A better design separates work by cost and urgency:

  1. Run cheap checks often.
  2. Put expensive browser or crawl work in its own lane.
  3. Make retries bounded and visible.
  4. Store partial results instead of waiting for one giant all-or-nothing report.
  5. Show the scan age per finding, not just the report date.

That last point is underrated. Users do not only need to know what is wrong. They need to know whether the system looked recently enough for the warning to be trusted.

Bulk writes are a product feature#

One of the less glamorous parts of Cloudflare's post is the Postgres write path. That is exactly why it matters. Scanners usually produce many small findings, and the naive path is to insert or update each one through the same API shape used by interactive users.

Cloudflare moved toward bulk ingestion for checker output. PostgreSQL's COPY documentation describes COPY as a way to move data between tables and files or client streams, and it is a reminder that databases often have different paths for operational writes and bulk loading.

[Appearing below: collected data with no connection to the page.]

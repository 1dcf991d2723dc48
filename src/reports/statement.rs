//! Basic financial statement over a fixed chart of accounts
//!
//! Balances accumulate as `debit - credit` like every other report. When
//! printed, credit-normal groups (revenues, liabilities, equity) flip sign so
//! each line reads positive in its usual direction. With that convention the
//! closing line `Assets = Liabilities + Equity` balances whenever the ledger
//! itself does. The line is printed, never checked.

use std::collections::HashMap;
use std::sync::Arc;

use super::format_amount;
use crate::ledger::ParsedFile;

pub const TITLE: &str = "Basic Financial Statement";

pub const REVENUES: &[&str] = &["Sales Revenue"];

pub const EXPENSES: &[&str] = &[
    "Cost of Goods Sold",
    "Salaries Expense",
    "Rent Expense",
    "Utilities Expense",
    "Interest Expense",
    "Tax Expense",
];

pub const ASSETS: &[&str] = &[
    "Cash",
    "Accounts Receivable",
    "Inventory",
    "Fixed Assets",
    "Prepaid Expenses",
];

pub const LIABILITIES: &[&str] = &[
    "Accounts Payable",
    "Loan Payable",
    "Sales Tax Payable",
    "Accrued Liabilities",
    "Unearned Revenue",
    "Dividends Payable",
];

pub const EQUITY: &[&str] = &["Common Stock", "Retained Earnings"];

#[derive(Debug, Clone, Copy, PartialEq, Eq)]
enum NormalBalance {
    Debit,
    Credit,
}

impl NormalBalance {
    fn present(self, balance: f64) -> f64 {
        match self {
            NormalBalance::Debit => balance,
            NormalBalance::Credit => -balance,
        }
    }
}

/// Every account the statement knows about
pub fn taxonomy() -> impl Iterator<Item = &'static str> {
    [REVENUES, EXPENSES, ASSETS, LIABILITIES, EQUITY]
        .into_iter()
        .flatten()
        .copied()
}

/// Section totals as printed
#[derive(Debug, Clone, Copy, PartialEq)]
pub struct StatementTotals {
    pub revenue: f64,
    pub expenses: f64,
    pub net_income: f64,
    pub assets: f64,
    pub liabilities: f64,
    /// Equity accounts plus net income
    pub equity: f64,
}

struct Statement {
    balances: HashMap<&'static str, f64>,
    lines: Vec<String>,
}

impl Statement {
    fn new(files: &[Arc<ParsedFile>]) -> Self {
        let mut balances: HashMap<&'static str, f64> = taxonomy().map(|a| (a, 0.0)).collect();
        for row in files.iter().flat_map(|file| file.rows.iter()) {
            if let Some(balance) = balances.get_mut(row.account.as_str()) {
                *balance += row.net();
            }
        }

        Self {
            balances,
            lines: Vec::new(),
        }
    }

    fn text(&mut self, text: &str) {
        self.lines.push(text.to_string());
    }

    fn amount(&mut self, label: &str, value: f64) {
        self.lines.push(format!("{label},{}", format_amount(value)));
    }

    fn group(&mut self, accounts: &[&'static str], normal: NormalBalance) -> f64 {
        let mut total = 0.0;
        for &account in accounts {
            let value = normal.present(self.balances.get(account).copied().unwrap_or(0.0));
            self.amount(account, value);
            total += value;
        }
        total
    }

    fn build(mut self) -> (Vec<String>, StatementTotals) {
        self.text(TITLE);
        self.text("");
        self.text("Income Statement");
        let revenue = self.group(REVENUES, NormalBalance::Credit);
        let expenses = self.group(EXPENSES, NormalBalance::Debit);
        let net_income = revenue - expenses;
        self.amount("Net Income", net_income);
        self.text("");

        self.text("Balance Sheet");
        self.text("Assets");
        let assets = self.group(ASSETS, NormalBalance::Debit);
        self.amount("Total Assets", assets);
        self.text("");

        self.text("Liabilities");
        let liabilities = self.group(LIABILITIES, NormalBalance::Credit);
        self.amount("Total Liabilities", liabilities);
        self.text("");

        self.text("Equity");
        let mut equity = self.group(EQUITY, NormalBalance::Credit);
        self.amount("Retained Earnings (Net Income)", net_income);
        equity += net_income;
        self.amount("Total Equity", equity);
        self.text("");

        self.lines.push(format!(
            "Assets = Liabilities + Equity, {} = {}",
            format_amount(assets),
            format_amount(liabilities + equity)
        ));

        let totals = StatementTotals {
            revenue,
            expenses,
            net_income,
            assets,
            liabilities,
            equity,
        };
        (self.lines, totals)
    }
}

pub fn totals(files: &[Arc<ParsedFile>]) -> StatementTotals {
    Statement::new(files).build().1
}

pub fn financial_statement(files: &[Arc<ParsedFile>]) -> Vec<String> {
    Statement::new(files).build().0
}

You do not need Cloudflare scale to apply the principle. If a system produces findings in batches, design a batch write path early. It gives you room to deduplicate, compress, validate, and commit results as one unit. It also prevents internal worker traffic from looking exactly like user traffic to the rest of your app.

For a small product, this can be as simple as:

await saveScanRun({ siteId, startedAt, checks });
await upsertFindings(siteId, findings);
await markScanComplete(siteId, finishedAt);

The shape matters more than the syntax. Results should be tied to a scan run, findings should be upserted idempotently, and completion should be explicit. That makes retries safe and stale runs easier to detect.

What builders should copy#

The Cloudflare post is an infrastructure story, but the builder takeaway is practical. If your product audits websites, APIs, repositories, cloud configs, SEO, accessibility, or security posture, write down your freshness target before you write more checks.

A useful checklist:

Those are product questions as much as infrastructure questions. A security warning that arrives too late trains users to ignore the scanner. A fast scanner with clear freshness metadata can become part of their operating rhythm.

My take#

The most useful part of Cloudflare's scaling story is that it makes scan freshness visible as a design constraint. The team did not just make a background job faster. It changed who gets scanned automatically, how often findings are refreshed, and how much delay the product tolerates.

That matters beyond Cloudflare. AI-assisted website audits, browser-grade fetchers, SEO monitors, dependency scanners, and agent-run code review all have the same shape: collect signals, process them through uneven work, persist findings, and turn them into advice.

If you are building one of those systems, do not wait until the backlog is millions of events deep to treat it like a pipeline. Separate fast and slow work, make writes idempotent, preserve freshness metadata, and design for partial success. The scan is not the product. The timely, trusted finding is the product.